Android malware comprised about 60 percent of the total 1,200 mobile malware samples collected by McAfee researchers during the second quarter, representing a 76 percent from Q1, according to the report. During the second quarter, malware targeting the Android platform rose from third to first place, surpassing second place Java Micro Edition (ME) by a factor of three, and malware written for the Symbian platform, which came in third.
”This increase in threats to such a popular platform should make us evaluate our behavior on mobile devices and the security industry’s preparedness to combat this growth,” wrote McAfee researchers in the report.
Toralv Dirro, security strategist for McAfee Labs, said that the total number "was not as impressive at the moment compared to what we are seeing on the PC side," although the rapid growth was still significant.
Researchers at McAfee said that the current crop of for-profit Android threats emulates similar PC threats, which take advantage of exploits, employ botnets and use rootkit features to avoid detection and hide their tracks when they compromise a legitimate app or game.

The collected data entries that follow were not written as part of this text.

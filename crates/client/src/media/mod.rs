//! Local and remote media
//!
//! Capture itself lives outside this crate; a [`MediaSource`] hands the
//! negotiator a ready-to-attach [`LocalVideo`] or fails with
//! `Error::MediaAcquisition`.

pub mod video;

pub use video::IvfFileSource;

use crate::Result;
use async_trait::async_trait;
use std::fmt;
use std::sync::Arc;
use tokio::task::JoinHandle;
use webrtc::api::media_engine::MIME_TYPE_VP8;
use webrtc::rtp_transceiver::rtp_codec::RTCRtpCodecCapability;
use webrtc::track::track_local::track_local_static_sample::TrackLocalStaticSample;
use webrtc::track::track_local::TrackLocal;
use webrtc::track::track_remote::TrackRemote;

/// Local video capture
#[async_trait]
pub trait MediaSource: Send + Sync {
    /// Acquire a video source
    ///
    /// # Errors
    ///
    /// Returns `Error::MediaAcquisition` when the device is denied or unavailable.
    async fn acquire_video(&self) -> Result<LocalVideo>;
}

/// Captured local video, ready to attach to a peer session
pub struct LocalVideo {
    track: Arc<TrackLocalStaticSample>,
    feeder: Option<JoinHandle<()>>,
}

impl LocalVideo {
    /// Wrap a track that something else writes samples into
    pub fn new(track: Arc<TrackLocalStaticSample>) -> Self {
        Self {
            track,
            feeder: None,
        }
    }

    /// Wrap a track fed by a background task; the task is aborted on stop
    pub fn with_feeder(track: Arc<TrackLocalStaticSample>, feeder: JoinHandle<()>) -> Self {
        Self {
            track,
            feeder: Some(feeder),
        }
    }

    /// Empty VP8 track, written to by the caller
    pub fn vp8(track_id: &str, stream_id: &str) -> Self {
        Self::new(Arc::new(TrackLocalStaticSample::new(
            RTCRtpCodecCapability {
                mime_type: MIME_TYPE_VP8.to_owned(),
                clock_rate: 90000,
                ..Default::default()
            },
            track_id.to_owned(),
            stream_id.to_owned(),
        )))
    }

    /// Track to attach to the peer connection
    pub fn track(&self) -> Arc<TrackLocalStaticSample> {
        Arc::clone(&self.track)
    }

    /// Whether a feeder task is still producing samples
    pub fn is_running(&self) -> bool {
        self.feeder.as_ref().is_some_and(|f| !f.is_finished())
    }

    /// Stop producing samples
    pub fn stop(&mut self) {
        if let Some(feeder) = self.feeder.take() {
            feeder.abort();
        }
    }
}

impl Drop for LocalVideo {
    fn drop(&mut self) {
        self.stop();
    }
}

impl fmt::Debug for LocalVideo {
    fn fmt(&self, f: &mut fmt::Formatter<'_>) -> fmt::Result {
        f.debug_struct("LocalVideo")
            .field("track_id", &self.track.id())
            .field("running", &self.is_running())
            .finish()
    }
}

/// Media track received from the remote peer
#[derive(Clone)]
pub struct RemoteTrack {
    track: Arc<TrackRemote>,
}

impl RemoteTrack {
    /// Wrap a webrtc-rs remote track
    pub fn new(track: Arc<TrackRemote>) -> Self {
        Self { track }
    }

    /// Track id
    pub fn id(&self) -> String {
        self.track.id()
    }

    /// Media kind (audio/video)
    pub fn kind(&self) -> String {
        self.track.kind().to_string()
    }

    /// Underlying track, for playback
    pub fn track(&self) -> Arc<TrackRemote> {
        Arc::clone(&self.track)
    }
}

impl fmt::Debug for RemoteTrack {
    fn fmt(&self, f: &mut fmt::Formatter<'_>) -> fmt::Result {
        f.debug_struct("RemoteTrack")
            .field("id", &self.id())
            .field("kind", &self.kind())
            .finish()
    }
}
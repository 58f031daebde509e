use rand::{Rng, SeedableRng};
use sett_core::{build_trie, Blake2bHasher, PathProof, Tree};

pub fn build(values: &[&[u8]]) -> Tree {
    build_trie::<Blake2bHasher>(values.iter().map(|v| v.to_vec()))
}

#[allow(dead_code)]
pub fn prove(tree: &Tree, value: &[u8]) -> PathProof {
    tree.prove::<Blake2bHasher>(value).expect("value is present")
}

/// Deterministic pseudo-random values. Reproducibility matters more than
/// distribution quality here, so a seeded PRNG stands in for real data.
#[allow(dead_code)]
pub fn random_values(seed: u64, count: usize) -> Vec<Vec<u8>> {
    let mut seed_bytes = [0u8; 16];
    seed_bytes[0..8].copy_from_slice(&seed.to_le_bytes());
    let mut rng = rand_pcg::Lcg64Xsh32::from_seed(seed_bytes);
    (0..count)
        .map(|_| {
            let len = rng.gen_range(0..64);
            (0..len).map(|_| rng.gen()).collect()
        })
        .collect()
}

“The quality of the malware has changed compared to recent years,” Dirro said. “We also see the same kind of Trojans that we see on the PC emerging on mobile platforms, that are able to steal information. Trojans that give the attacker complete control over the device itself.”
The large majority of the most popular detected Trojanized apps during the second quarter infected users by sending SMS, or text, messages to premium services. “It’s an easy way for criminals to make money,” Dirro added.
Some of the most popular Android malware included the Android/Smsmecap.A, a modified version of a legitimate comedy app which first appeared on May 21, the date of an alleged “Rapture,” and was designed to send humorous and anti-Christian SMS messages to all the contacts stored on the user’s mobile device.
Also high on the list was the Android/Jmsonez.A, a version of an infected calendar app that displays the calendar for January 2011. Malware is triggered that sends SMS messages to a premium rate number if the user attempts to change the month to another date.
Meanwhile, Dirro said that while Android comprised the majority of malware, it was “certainly not the only attacked platform. We’ve also seen malware for other operating systems as well.”
One prolific example included two pieces of crimeware known as SymbOS/Zitmo.C for the Symbian platform as well as a correlating BlackBerry/Zitmo.D, both of which are simple SMS forwarders that compromise a user’s mobile device.
“More and more people are using smartphones or iPads for Web surfing and online shopping,” Dirro said. “With those devices being used more in business expect that this trend of mobile malware and more attacks against mobile devices to continue.”
Meanwhile, other threats are trending downward, such as spam, which continues to be at an all-time low, in part because of the take-downs of high profile spam botnets Bredolab at the end of 2010 and Rustock, decapitated earlier in 2011.